◆ About this exercise: Where does the string "offset" occur in the records? Copy each line that holds it.

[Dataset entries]
[Start of Attachment]
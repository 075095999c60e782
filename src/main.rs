//! webhook-certgen CLI.
//!
//! This binary generates a bootstrap certificate bundle and writes it out
//! using the Kubernetes TLS secret file names: `ca.crt`, `tls.crt` and
//! `tls.key`.

use clap::Parser;
use std::fs;
use std::path::PathBuf;
use webhook_certgen::error::Result;
use webhook_certgen::generate_certificate_bundle;

#[derive(Parser)]
#[command(name = "webhook-certgen")]
#[command(about = "Generate a self-signed CA and webhook serving certificate", long_about = None)]
struct Cli {
    /// Subject organization (repeatable)
    #[arg(long = "org")]
    organizations: Vec<String>,

    /// DNS subject alternative name for the serving certificate (repeatable)
    #[arg(long = "dns")]
    dns_names: Vec<String>,

    /// Common name, typically the webhook Service DNS name
    #[arg(long)]
    common_name: String,

    /// Output directory (default: current directory)
    #[arg(long, default_value = ".")]
    out_dir: PathBuf,
}

fn main() -> Result<()> {
    let cli = Cli::parse();

    let bundle =
        generate_certificate_bundle(&cli.organizations, &cli.dns_names, &cli.common_name)?;

    fs::create_dir_all(&cli.out_dir)?;

    let ca_path = cli.out_dir.join("ca.crt");
    let cert_path = cli.out_dir.join("tls.crt");
    let key_path = cli.out_dir.join("tls.key");

    fs::write(&ca_path, &bundle.ca_cert_pem)?;
    fs::write(&cert_path, &bundle.cert_pem)?;
    fs::write(&key_path, &bundle.key_pem)?;

    println!("✓ Wrote CA certificate: {}", ca_path.display());
    println!("✓ Wrote serving certificate: {}", cert_path.display());
    println!("✓ Wrote private key: {}", key_path.display());
    println!("  Common name: {}", cli.common_name);
    if !cli.dns_names.is_empty() {
        println!("  DNS names: {}", cli.dns_names.join(", "));
    }

    Ok(())
}
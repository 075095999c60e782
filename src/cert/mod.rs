//! Certificate generation module.
//!
//! This module builds a minimal two-level PKI: one self-signed CA and one
//! CA-signed leaf certificate, returned PEM-encoded.

pub mod builder;
pub mod bundle;
pub mod ca;
pub mod leaf;
pub mod loader;
//! Slab - contiguous backing store shared by every block pool variant.
//!
//! Blocks are laid out back to back, each rounded up to a cache-line
//! multiple so every block starts 64-byte aligned. Free-list links and
//! ownership flags live in per-pool header arrays, never inside the
//! blocks, so a zeroed block stays zeroed until its owner writes to it.

use std::fmt;
use std::ptr::NonNull;

use tracing::debug;

use crate::block_pool::PoolOptions;
use crate::error::{Result, SubstrateError};
use crate::numa::{NumaRegion, CACHE_LINE};

/// Sentinel value terminating a free-list (like nullptr).
pub const NULL_INDEX: u32 = u32::MAX;

/// Compressed block pointer: the block's position in the slab.
pub type BlockIndex = u32;

/// Round a requested block size up to the next cache-line multiple.
#[inline]
pub const fn aligned_block_size(block_size: usize) -> usize {
    (block_size + CACHE_LINE - 1) / CACHE_LINE * CACHE_LINE
}

pub(crate) struct Slab {
    region: NumaRegion,
    block_size: usize,
    capacity: usize,
}

impl Slab {
    /// Allocate `capacity` blocks of `block_size` bytes on the requested node.
    pub(crate) fn new(block_size: usize, capacity: usize, options: &PoolOptions) -> Result<Self> {
        let block_size = aligned_block_size(block_size);
        let bytes = block_size
            .checked_mul(capacity)
            .ok_or(SubstrateError::OutOfMemory { bytes: usize::MAX, node: options.node })?;
        let mut region = NumaRegion::allocate(bytes, options.node)?;
        if options.prefault {
            region.prefault();
        }
        debug!(
            block_size,
            capacity,
            bytes,
            node = ?region.node(),
            zero_policy = ?options.zero_policy,
            "slab allocated"
        );
        Ok(Self { region, block_size, capacity })
    }

    #[inline]
    pub(crate) fn block_size(&self) -> usize {
        self.block_size
    }

    #[inline]
    pub(crate) fn capacity(&self) -> usize {
        self.capacity
    }

    #[inline]
    pub(crate) fn node(&self) -> Option<usize> {
        self.region.node()
    }

    #[inline]
    pub(crate) fn base(&self) -> *mut u8 {
        self.region.as_ptr()
    }

    /// Pointer to the block at `index`.
    #[inline]
    pub(crate) fn block_ptr(&self, index: BlockIndex) -> NonNull<u8> {
        debug_assert!((index as usize) < self.capacity, "Index out of bounds");
        // SAFETY: index < capacity keeps the offset inside the region.
        unsafe { NonNull::new_unchecked(self.base().add(index as usize * self.block_size)) }
    }

    /// Map a block pointer back to its index.
    ///
    /// Returns `None` unless `ptr` lies in `[base, base + N*B)` and sits on
    /// a block boundary.
    #[inline]
    pub(crate) fn index_of(&self, ptr: NonNull<u8>) -> Option<BlockIndex> {
        let base = self.base() as usize;
        let addr = ptr.as_ptr() as usize;
        let offset = addr.checked_sub(base)?;
        if offset >= self.block_size * self.capacity || offset % self.block_size != 0 {
            return None;
        }
        Some((offset / self.block_size) as BlockIndex)
    }

    /// Zero-fill the whole block.
    #[inline]
    pub(crate) fn clear(&self, index: BlockIndex) {
        // SAFETY: the caller owns the block exclusively while clearing it.
        unsafe { std::ptr::write_bytes(self.block_ptr(index).as_ptr(), 0, self.block_size) }
    }
}

// SAFETY: the slab only hands out raw block pointers; exclusive access to
// each block is arbitrated by the owning pool's free-list.
unsafe impl Send for Slab {}
unsafe impl Sync for Slab {}

impl fmt::Debug for Slab {
    fn fmt(&self, f: &mut fmt::Formatter<'_>) -> fmt::Result {
        f.debug_struct("Slab")
            .field("base", &self.base())
            .field("block_size", &self.block_size)
            .field("capacity", &self.capacity)
            .field("node", &self.node())
            .finish()
    }
}

#[cfg(test)]
mod tests {
    use super::*;

    #[test]
    fn test_aligned_block_size() {
        assert_eq!(aligned_block_size(1), 64);
        assert_eq!(aligned_block_size(64), 64);
        assert_eq!(aligned_block_size(65), 128);
        assert_eq!(aligned_block_size(200), 256);
    }

    #[test]
    fn test_index_round_trip() {
        let slab = Slab::new(100, 8, &PoolOptions::default()).unwrap();
        assert_eq!(slab.block_size(), 128);
        for i in 0..8 {
            let ptr = slab.block_ptr(i);
            assert_eq!(ptr.as_ptr() as usize % CACHE_LINE, 0);
            assert_eq!(slab.index_of(ptr), Some(i));
        }
    }

    #[test]
    fn test_index_of_rejects_foreign_pointers() {
        let slab = Slab::new(64, 4, &PoolOptions::default()).unwrap();
        let inside = slab.block_ptr(1);
        let misaligned = NonNull::new(unsafe { inside.as_ptr().add(8) }).unwrap();
        let past_end = NonNull::new(unsafe { slab.base().add(64 * 4) }).unwrap();
        let mut local = 0u8;
        let foreign = NonNull::from(&mut local);

        assert_eq!(slab.index_of(misaligned), None);
        assert_eq!(slab.index_of(past_end), None);
        assert_eq!(slab.index_of(foreign), None);
    }

    #[test]
    fn test_oversized_slab_is_refused() {
        let err = Slab::new(usize::MAX / 2, 4, &PoolOptions::default()).unwrap_err();
        assert!(matches!(err, SubstrateError::OutOfMemory { bytes: usize::MAX, .. }));
    }

    #[test]
    fn test_clear_zeroes_block() {
        let slab = Slab::new(64, 2, &PoolOptions::default()).unwrap();
        let ptr = slab.block_ptr(1);
        unsafe { std::ptr::write_bytes(ptr.as_ptr(), 0xAB, 64) };
        slab.clear(1);
        let bytes = unsafe { std::slice::from_raw_parts(ptr.as_ptr(), 64) };
        assert!(bytes.iter().all(|&b| b == 0));
    }
}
[End of Attachment]
◆ Finished exercise:
        // SAFETY: index < capacity keeps the offset inside the region.
        let offset = addr.checked_sub(base)?;
        if offset >= self.block_size * self.capacity || offset % self.block_size != 0 {
        Some((offset / self.block_size) as BlockIndex)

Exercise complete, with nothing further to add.